La jeune femme sent un tremblement l’envahir et d’une voix sourde, les joues écarlates elle répond.
— Non… Je… d’accord… — ajoute elle dans un souffle.
— OK ! On est bien d’accord, tu veux que je te défonce la rondelle avec ma queue ? Dis-le !
— Je….oui….l’avoir dans….dans le cul !
Claudia est au comble de l’excitation, et se caresse les seins.
— Hé attends moi pour jouir salope ! Laisse ta porte ouverte et attends moi à quatre pattes sur ton pieu, cul tendu ! J’arrive !
Il raccroche et Claudia laisse tomber le combiné, nerveuse.

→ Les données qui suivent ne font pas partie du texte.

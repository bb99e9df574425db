//! pdfquiz CLI entry point.

use anyhow::Result;
use clap::Parser;
use pdfquiz::cli::{commands, Cli, Commands};
use pdfquiz::config::Settings;
use tracing_subscriber::{layer::SubscriberExt, util::SubscriberInitExt, EnvFilter};

#[tokio::main]
async fn main() -> Result<()> {
    // Pick up GEMINI_API_KEY and friends from a local .env
    dotenvy::dotenv().ok();

    let cli = Cli::parse();

    let config_path = Settings::config_path(cli.config.as_deref());
    let settings = Settings::load_from(Some(&config_path))?;

    let log_level = match cli.verbose {
        0 => settings.general.log_level.as_str(),
        1 => "debug",
        _ => "trace",
    };

    tracing_subscriber::registry()
        .with(EnvFilter::new(
            std::env::var("RUST_LOG").unwrap_or_else(|_| format!("pdfquiz={}", log_level)),
        ))
        .with(tracing_subscriber::fmt::layer().with_target(false))
        .init();

    match &cli.command {
        Commands::Serve { host, port } => {
            commands::run_serve(host.clone(), *port, settings).await?;
        }

        Commands::Summarize { file } => {
            commands::run_summarize(file, settings).await?;
        }

        Commands::Quiz {
            file,
            style,
            show_answers,
        } => {
            commands::run_quiz(file, style, *show_answers, settings).await?;
        }

        Commands::Doctor => {
            commands::run_doctor(&settings, &config_path)?;
        }

        Commands::Config { action } => {
            commands::run_config(action, &config_path, settings)?;
        }
    }

    Ok(())
}
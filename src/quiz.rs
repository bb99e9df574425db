//! Quiz records and the placeholder quiz assembler.
//!
//! The assembler does not read the document yet: it returns the same
//! two questions for every input, chosen only by style.

use serde::{Deserialize, Serialize};

/// A single quiz question.
///
/// Open-ended questions carry no options and no answer; both fields are
/// left out of the JSON form in that case.
#[derive(Debug, Clone, PartialEq, Eq, Serialize, Deserialize)]
pub struct QuizQuestion {
    pub question: String,
    #[serde(default, skip_serializing_if = "Vec::is_empty")]
    pub options: Vec<String>,
    #[serde(default, skip_serializing_if = "Option::is_none")]
    pub answer: Option<String>,
}

impl QuizQuestion {
    /// Multiple-choice question.
    pub fn multiple_choice(question: &str, options: &[&str], answer: &str) -> Self {
        Self {
            question: question.to_string(),
            options: options.iter().map(|o| o.to_string()).collect(),
            answer: Some(answer.to_string()),
        }
    }

    /// Open-ended question.
    pub fn open(question: &str) -> Self {
        Self {
            question: question.to_string(),
            options: Vec::new(),
            answer: None,
        }
    }
}

/// Quiz style requested by the caller.
#[derive(Debug, Clone, Copy, PartialEq, Eq, Default, Serialize, Deserialize)]
#[serde(from = "String", into = "String")]
pub enum QuizStyle {
    /// Multiple choice with an answer key.
    #[default]
    Mcq,
    /// Open-ended questions.
    Other,
}

impl From<&str> for QuizStyle {
    fn from(s: &str) -> Self {
        // "mcq" and " MCQ " count as MCQ too; any other value is open-ended.
        if s.trim().eq_ignore_ascii_case("mcq") {
            QuizStyle::Mcq
        } else {
            QuizStyle::Other
        }
    }
}

impl From<String> for QuizStyle {
    fn from(s: String) -> Self {
        QuizStyle::from(s.as_str())
    }
}

impl From<QuizStyle> for String {
    fn from(style: QuizStyle) -> Self {
        style.to_string()
    }
}

impl std::str::FromStr for QuizStyle {
    type Err = std::convert::Infallible;

    fn from_str(s: &str) -> std::result::Result<Self, Self::Err> {
        Ok(QuizStyle::from(s))
    }
}

impl std::fmt::Display for QuizStyle {
    fn fmt(&self, f: &mut std::fmt::Formatter<'_>) -> std::fmt::Result {
        match self {
            QuizStyle::Mcq => write!(f, "MCQ"),
            QuizStyle::Other => write!(f, "OTHER"),
        }
    }
}

/// Build a quiz for the given document text.
///
/// Placeholder: `_text` is ignored and the result always has two questions.
pub fn assemble(_text: &str, style: QuizStyle) -> Vec<QuizQuestion> {
    match style {
        QuizStyle::Mcq => vec![
            QuizQuestion::multiple_choice(
                "What is the capital of France?",
                &["Paris", "London", "Rome"],
                "Paris",
            ),
            QuizQuestion::multiple_choice("What is 2+2?", &["3", "4", "5"], "4"),
        ],
        QuizStyle::Other => vec![
            QuizQuestion::open("Summarize the main topic of the document."),
            QuizQuestion::open("What is one key takeaway from the text?"),
        ],
    }
}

Puis guidée par son plaisir elle court jusqu’à la porte qu’elle entrebâille. Puis la peur au ventre elle alla dans sa chambre et selon les instructions de Mourad, elle se mit à quatre pattes, le cul exagérément cambré, offert face à la porte.
Lorsqu’elle entend la porte de l’immeuble claquer, elle ne peut résister à l’envie de se caresser le clitoris en poussant un gémissement.
L’air de la pièce était alourdi par l’odeur de femelle en chaleur qu’elle dégage. Elle entend des pas dans l’entrée et fait saillir encore plus ses fesses.
— Chérie ! C’est moi ! Je suis rentré !
Claudia, sent le sang se retirer d’elle en entendant la voix de Pierre, son mari. Elle se relève en sursaut, et affolée attrape un gilet qu’elle enfile vite, croisant les bras sur sa poitrine.
— Ah ! Tu es là ! Bonsoir !… Tu sais que tu avais laissée la porte ouverte ! Fais attention ! — lui dit-il en déposant un baiser sur son front. Il jette sa veste sur le lit et part à la cuisine se servir à boire.
Claudia, est restée immobile, incapable de parler. Mais dès qu’il a le dos tourné, elle enfile rapidement une jupe courte, n’osant prendre le temps de mettre une petite culotte et boutonne un gilet à même sa peau nue. Evidement, cela se voit qu’elle n’a pas de soutien gorge. Son mari pourrait remarquer les tétons qui pointent outrageusement sous le coton du gilet. Elle va le rejoindre, repeignée et souriante.
— Visiblement tu ne m’entendais pas si tôt ! — dit-il en désignant le peignoir qui traînait encore sur le sol et le téléphone dans un coin.
Mais avant que Claudia n’ai pu dire quoi que ce soit, il lui raconte sa journée, ses problèmes et pour finir lui annonce qu’il a un important dossier à lire pour demain. La jeune femme lui sourit, ramassant le peignoir. Il s’approche d’elle et glissa un doigt dans l’encolure du gilet.
— Avec ça, t’es fichtrement coquine ! Mhmm… Seins nus dessous ! …. Mais il faut que je travaille ! Un autre soir ! — ajoute-il en sortant des dossiers de sa mallette, déjà plongé dans ses chiffres.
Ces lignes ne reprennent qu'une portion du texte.